▸ REQUIRED WORK:
Write out exactly the lines from the start of the entries through the one that contains "the log exactly", including both.

★ ★ ★ ★ ★ ★ ★

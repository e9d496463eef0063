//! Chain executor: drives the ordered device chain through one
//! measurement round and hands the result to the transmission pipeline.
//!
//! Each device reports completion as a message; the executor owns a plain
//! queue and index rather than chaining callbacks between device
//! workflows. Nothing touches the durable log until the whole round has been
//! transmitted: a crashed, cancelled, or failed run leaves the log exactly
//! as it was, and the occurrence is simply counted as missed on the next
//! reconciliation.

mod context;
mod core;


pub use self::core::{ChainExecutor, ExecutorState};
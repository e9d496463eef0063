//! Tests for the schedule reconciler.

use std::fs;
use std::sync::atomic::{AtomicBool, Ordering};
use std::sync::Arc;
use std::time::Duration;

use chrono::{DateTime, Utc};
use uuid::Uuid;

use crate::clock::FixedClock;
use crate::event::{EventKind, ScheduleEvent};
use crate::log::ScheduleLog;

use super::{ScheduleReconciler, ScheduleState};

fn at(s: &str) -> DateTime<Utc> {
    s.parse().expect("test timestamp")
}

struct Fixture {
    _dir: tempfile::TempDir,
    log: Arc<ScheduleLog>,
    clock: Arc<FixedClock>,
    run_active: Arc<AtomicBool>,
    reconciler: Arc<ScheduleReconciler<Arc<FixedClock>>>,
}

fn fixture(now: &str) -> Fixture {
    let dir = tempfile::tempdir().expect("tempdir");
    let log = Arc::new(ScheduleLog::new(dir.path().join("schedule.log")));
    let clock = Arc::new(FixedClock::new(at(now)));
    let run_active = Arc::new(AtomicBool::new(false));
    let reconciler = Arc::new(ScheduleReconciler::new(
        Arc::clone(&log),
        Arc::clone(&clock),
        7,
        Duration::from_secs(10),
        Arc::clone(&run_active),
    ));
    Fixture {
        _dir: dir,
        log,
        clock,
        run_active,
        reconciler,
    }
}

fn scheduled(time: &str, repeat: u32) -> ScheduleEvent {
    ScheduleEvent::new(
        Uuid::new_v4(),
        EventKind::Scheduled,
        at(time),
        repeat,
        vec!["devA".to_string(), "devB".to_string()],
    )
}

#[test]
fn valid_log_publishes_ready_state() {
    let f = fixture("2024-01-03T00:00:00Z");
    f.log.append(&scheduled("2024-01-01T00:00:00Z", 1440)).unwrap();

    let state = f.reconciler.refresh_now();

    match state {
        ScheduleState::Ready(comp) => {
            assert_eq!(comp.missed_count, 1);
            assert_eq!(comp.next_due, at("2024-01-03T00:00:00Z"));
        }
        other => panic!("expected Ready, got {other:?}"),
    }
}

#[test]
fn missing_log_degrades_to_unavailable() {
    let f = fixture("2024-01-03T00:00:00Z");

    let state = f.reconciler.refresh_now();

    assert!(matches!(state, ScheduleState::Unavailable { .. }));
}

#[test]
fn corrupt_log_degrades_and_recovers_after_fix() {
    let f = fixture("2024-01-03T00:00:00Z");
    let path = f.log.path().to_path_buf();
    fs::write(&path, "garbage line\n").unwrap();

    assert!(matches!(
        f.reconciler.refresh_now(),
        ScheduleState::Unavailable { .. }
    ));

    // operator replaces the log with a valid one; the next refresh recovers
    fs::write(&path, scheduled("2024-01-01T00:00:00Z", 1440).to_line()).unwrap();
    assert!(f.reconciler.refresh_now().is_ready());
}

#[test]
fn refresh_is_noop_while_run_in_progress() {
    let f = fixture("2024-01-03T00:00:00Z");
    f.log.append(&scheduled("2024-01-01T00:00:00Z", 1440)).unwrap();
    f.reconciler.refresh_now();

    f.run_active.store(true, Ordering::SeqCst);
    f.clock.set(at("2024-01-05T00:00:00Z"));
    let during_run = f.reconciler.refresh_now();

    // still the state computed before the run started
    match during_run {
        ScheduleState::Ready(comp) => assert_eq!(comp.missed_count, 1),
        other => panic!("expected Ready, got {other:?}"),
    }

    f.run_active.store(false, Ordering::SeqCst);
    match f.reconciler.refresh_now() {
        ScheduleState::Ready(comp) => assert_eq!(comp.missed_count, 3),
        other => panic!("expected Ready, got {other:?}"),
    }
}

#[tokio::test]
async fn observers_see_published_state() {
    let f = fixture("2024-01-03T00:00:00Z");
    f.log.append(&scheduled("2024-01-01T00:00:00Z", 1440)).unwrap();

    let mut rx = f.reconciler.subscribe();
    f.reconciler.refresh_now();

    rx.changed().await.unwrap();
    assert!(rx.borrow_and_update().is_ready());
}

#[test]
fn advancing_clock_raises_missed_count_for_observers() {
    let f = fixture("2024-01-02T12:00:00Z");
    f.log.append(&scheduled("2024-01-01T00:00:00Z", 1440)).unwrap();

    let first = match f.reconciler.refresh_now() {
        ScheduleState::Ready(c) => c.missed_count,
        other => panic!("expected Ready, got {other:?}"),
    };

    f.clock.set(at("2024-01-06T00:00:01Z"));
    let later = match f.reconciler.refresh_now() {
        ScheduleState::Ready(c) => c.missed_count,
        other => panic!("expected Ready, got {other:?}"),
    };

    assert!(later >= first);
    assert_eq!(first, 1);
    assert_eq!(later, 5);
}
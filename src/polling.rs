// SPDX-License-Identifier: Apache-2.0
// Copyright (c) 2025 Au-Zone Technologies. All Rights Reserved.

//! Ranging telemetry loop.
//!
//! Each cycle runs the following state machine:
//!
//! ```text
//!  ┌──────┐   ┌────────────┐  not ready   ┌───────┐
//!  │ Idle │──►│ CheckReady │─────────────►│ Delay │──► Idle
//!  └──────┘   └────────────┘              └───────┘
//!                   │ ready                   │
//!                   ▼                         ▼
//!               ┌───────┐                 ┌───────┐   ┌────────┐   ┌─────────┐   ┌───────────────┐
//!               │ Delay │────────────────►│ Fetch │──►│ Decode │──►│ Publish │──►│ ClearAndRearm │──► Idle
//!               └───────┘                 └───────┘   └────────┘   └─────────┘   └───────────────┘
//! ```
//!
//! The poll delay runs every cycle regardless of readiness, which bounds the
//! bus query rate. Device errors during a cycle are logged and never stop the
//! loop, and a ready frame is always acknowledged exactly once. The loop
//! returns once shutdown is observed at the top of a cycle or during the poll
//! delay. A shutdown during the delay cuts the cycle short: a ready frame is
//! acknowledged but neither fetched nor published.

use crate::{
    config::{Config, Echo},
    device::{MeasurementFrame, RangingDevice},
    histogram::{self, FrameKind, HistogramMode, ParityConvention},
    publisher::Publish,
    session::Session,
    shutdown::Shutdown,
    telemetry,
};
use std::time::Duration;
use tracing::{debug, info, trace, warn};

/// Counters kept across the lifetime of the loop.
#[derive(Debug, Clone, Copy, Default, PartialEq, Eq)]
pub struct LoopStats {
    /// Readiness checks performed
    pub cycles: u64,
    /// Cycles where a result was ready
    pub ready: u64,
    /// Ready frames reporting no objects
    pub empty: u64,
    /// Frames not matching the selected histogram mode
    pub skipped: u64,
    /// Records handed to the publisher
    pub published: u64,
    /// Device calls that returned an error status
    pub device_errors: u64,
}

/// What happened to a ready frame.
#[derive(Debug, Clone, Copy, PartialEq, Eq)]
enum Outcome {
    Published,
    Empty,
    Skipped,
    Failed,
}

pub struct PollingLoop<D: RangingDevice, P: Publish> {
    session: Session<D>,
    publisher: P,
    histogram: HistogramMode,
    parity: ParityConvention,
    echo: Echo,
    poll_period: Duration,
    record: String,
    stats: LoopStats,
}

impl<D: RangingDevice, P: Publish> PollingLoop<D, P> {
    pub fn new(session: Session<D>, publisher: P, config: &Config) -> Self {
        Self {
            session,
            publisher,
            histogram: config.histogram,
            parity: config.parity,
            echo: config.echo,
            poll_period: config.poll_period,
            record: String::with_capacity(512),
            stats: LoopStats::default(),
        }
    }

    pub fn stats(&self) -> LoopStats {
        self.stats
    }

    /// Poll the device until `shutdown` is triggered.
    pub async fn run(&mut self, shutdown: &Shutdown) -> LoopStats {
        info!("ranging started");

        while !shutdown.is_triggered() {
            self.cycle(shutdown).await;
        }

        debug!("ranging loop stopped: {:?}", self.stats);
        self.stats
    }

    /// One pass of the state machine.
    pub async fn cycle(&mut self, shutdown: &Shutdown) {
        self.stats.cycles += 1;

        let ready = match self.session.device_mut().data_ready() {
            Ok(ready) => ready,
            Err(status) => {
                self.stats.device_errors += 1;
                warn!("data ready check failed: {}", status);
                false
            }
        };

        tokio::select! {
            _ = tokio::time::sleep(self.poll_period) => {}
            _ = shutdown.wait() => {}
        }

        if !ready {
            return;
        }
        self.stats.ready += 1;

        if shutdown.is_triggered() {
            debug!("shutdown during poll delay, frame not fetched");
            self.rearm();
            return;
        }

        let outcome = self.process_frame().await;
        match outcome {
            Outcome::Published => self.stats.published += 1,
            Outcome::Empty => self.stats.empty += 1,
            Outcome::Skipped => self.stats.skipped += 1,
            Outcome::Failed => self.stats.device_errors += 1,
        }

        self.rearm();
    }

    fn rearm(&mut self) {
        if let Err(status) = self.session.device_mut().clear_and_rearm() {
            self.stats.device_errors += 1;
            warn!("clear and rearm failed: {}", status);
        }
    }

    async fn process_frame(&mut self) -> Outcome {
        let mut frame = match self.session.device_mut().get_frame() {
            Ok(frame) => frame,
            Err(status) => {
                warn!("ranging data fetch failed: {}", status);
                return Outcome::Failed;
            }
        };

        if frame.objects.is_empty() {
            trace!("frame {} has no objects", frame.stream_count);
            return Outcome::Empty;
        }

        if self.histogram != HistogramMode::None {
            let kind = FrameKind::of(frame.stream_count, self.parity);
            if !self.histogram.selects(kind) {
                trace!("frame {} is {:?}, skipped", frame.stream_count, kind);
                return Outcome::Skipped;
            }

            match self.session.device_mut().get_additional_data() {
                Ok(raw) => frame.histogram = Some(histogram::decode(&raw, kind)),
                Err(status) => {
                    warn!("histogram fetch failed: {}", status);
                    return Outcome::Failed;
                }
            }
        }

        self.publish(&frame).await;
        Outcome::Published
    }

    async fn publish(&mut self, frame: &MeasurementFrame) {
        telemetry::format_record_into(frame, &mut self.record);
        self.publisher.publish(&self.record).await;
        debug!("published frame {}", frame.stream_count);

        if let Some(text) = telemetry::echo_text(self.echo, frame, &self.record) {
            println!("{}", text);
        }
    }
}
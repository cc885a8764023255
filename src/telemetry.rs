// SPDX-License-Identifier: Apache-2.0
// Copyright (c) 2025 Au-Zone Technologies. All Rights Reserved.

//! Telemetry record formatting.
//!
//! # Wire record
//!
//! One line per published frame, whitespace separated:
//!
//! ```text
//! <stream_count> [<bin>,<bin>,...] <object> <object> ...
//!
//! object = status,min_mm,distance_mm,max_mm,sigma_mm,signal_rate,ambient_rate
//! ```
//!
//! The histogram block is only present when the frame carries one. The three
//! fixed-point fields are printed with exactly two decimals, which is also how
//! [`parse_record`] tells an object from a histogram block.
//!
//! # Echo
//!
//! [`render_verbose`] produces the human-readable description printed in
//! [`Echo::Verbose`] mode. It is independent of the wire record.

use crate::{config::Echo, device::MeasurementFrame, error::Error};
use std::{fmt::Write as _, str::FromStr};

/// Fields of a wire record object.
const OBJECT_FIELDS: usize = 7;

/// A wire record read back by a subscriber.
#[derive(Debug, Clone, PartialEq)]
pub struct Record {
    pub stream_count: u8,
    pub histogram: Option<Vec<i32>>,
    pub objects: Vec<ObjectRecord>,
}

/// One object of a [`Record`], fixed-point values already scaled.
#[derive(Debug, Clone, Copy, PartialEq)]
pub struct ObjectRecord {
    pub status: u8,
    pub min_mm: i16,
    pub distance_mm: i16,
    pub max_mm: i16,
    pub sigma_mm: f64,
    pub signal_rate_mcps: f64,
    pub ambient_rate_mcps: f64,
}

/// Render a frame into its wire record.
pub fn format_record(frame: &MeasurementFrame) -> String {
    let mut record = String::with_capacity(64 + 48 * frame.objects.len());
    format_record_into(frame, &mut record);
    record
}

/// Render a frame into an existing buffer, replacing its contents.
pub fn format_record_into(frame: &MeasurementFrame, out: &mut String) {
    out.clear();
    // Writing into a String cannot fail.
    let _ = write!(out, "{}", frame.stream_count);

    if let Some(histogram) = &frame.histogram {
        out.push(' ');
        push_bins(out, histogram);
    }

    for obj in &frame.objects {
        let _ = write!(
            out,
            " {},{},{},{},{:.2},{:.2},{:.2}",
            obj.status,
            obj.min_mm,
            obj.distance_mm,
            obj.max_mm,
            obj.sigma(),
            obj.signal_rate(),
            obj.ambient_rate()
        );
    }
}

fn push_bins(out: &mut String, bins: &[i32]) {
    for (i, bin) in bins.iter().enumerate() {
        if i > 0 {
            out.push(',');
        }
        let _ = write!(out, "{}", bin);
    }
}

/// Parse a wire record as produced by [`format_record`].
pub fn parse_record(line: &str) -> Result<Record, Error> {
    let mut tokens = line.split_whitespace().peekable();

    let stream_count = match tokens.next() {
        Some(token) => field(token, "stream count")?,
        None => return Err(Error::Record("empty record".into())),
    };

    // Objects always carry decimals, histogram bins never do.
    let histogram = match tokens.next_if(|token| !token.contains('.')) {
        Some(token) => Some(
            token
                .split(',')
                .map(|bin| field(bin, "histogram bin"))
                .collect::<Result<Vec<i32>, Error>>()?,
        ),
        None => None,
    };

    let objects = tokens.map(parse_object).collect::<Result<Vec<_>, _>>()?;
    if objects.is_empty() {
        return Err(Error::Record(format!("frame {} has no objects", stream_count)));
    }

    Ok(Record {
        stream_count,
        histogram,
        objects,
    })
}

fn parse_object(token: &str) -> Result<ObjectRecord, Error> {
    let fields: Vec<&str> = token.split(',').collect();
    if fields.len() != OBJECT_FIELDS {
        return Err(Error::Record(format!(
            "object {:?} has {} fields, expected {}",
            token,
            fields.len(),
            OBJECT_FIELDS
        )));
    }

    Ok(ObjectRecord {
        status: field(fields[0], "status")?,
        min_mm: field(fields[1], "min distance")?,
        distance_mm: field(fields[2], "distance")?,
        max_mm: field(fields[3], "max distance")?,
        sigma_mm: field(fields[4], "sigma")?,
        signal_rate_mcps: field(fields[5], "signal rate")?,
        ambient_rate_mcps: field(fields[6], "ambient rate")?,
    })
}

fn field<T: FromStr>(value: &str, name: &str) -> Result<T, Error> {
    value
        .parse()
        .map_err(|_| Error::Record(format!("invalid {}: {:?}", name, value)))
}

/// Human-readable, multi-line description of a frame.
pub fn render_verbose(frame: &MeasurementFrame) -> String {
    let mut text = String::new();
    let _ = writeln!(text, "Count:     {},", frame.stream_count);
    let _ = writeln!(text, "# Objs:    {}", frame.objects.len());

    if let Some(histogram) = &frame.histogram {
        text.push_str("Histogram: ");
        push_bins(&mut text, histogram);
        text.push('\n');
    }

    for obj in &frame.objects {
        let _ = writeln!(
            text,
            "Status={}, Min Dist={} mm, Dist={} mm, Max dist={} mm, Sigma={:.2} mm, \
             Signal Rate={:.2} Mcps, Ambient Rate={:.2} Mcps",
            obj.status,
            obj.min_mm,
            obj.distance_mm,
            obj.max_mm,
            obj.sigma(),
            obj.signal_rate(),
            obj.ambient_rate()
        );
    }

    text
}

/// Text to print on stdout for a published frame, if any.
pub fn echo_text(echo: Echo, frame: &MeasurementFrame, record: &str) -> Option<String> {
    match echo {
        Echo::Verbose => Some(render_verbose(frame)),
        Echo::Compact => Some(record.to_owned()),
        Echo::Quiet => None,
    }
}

★ ★ ★ ★ ★ ★ ★

▸ WORKED SOLUTION:
repository e9d496463eef0063
//! Chain executor: drives the ordered device chain through one
//! measurement round and hands the result to the transmission pipeline.
//!
//! Each device reports completion as a message; the executor owns a plain
//! queue and index rather than chaining callbacks between device
//! workflows. Nothing touches the durable log until the whole round has been
//! transmitted: a crashed, cancelled, or failed run leaves the log exactly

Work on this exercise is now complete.